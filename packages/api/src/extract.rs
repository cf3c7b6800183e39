use axum::{
    body::Bytes,
    extract::{FromRequest, FromRequestParts, Query, Request},
    http::request::Parts,
    Json,
};
use serde::de::DeserializeOwned;

use crate::error::ApiError;

/// `Json` whose rejections are reported in the response envelope.
pub struct ValidJson<T>(pub T);

impl<S, T> FromRequest<S> for ValidJson<T>
where
    T: DeserializeOwned,
    S: Send + Sync,
{
    type Rejection = ApiError;

    async fn from_request(req: Request, state: &S) -> Result<Self, Self::Rejection> {
        let Json(value) = Json::<T>::from_request(req, state)
            .await
            .map_err(|rejection| ApiError::InvalidInput(rejection.body_text()))?;
        Ok(ValidJson(value))
    }
}

/// A JSON body that may be omitted entirely.
pub struct OptionalJson<T>(pub Option<T>);

impl<S, T> FromRequest<S> for OptionalJson<T>
where
    T: DeserializeOwned,
    S: Send + Sync,
{
    type Rejection = ApiError;

    async fn from_request(req: Request, state: &S) -> Result<Self, Self::Rejection> {
        let bytes = Bytes::from_request(req, state)
            .await
            .map_err(|rejection| ApiError::InvalidInput(rejection.body_text()))?;
        if bytes.iter().all(u8::is_ascii_whitespace) {
            return Ok(OptionalJson(None));
        }
        serde_json::from_slice(&bytes)
            .map(|value| OptionalJson(Some(value)))
            .map_err(|e| ApiError::InvalidInput(e.to_string()))
    }
}

pub struct ValidQuery<T>(pub T);

impl<S, T> FromRequestParts<S> for ValidQuery<T>
where
    T: DeserializeOwned,
    S: Send + Sync,
{
    type Rejection = ApiError;

    async fn from_request_parts(parts: &mut Parts, state: &S) -> Result<Self, Self::Rejection> {
        let Query(value) = Query::<T>::from_request_parts(parts, state)
            .await
            .map_err(|rejection| ApiError::InvalidInput(rejection.body_text()))?;
        Ok(ValidQuery(value))
    }
}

> **DIRECTIONS FOR THIS TASK**
Scan the records above for the word "value". Show each line in which it appears.

> **EXERCISE RESPONSE**
        let Json(value) = Json::<T>::from_request(req, state)
        Ok(ValidJson(value))
            .map(|value| OptionalJson(Some(value)))
        let Query(value) = Query::<T>::from_request_parts(parts, state)
        Ok(ValidQuery(value))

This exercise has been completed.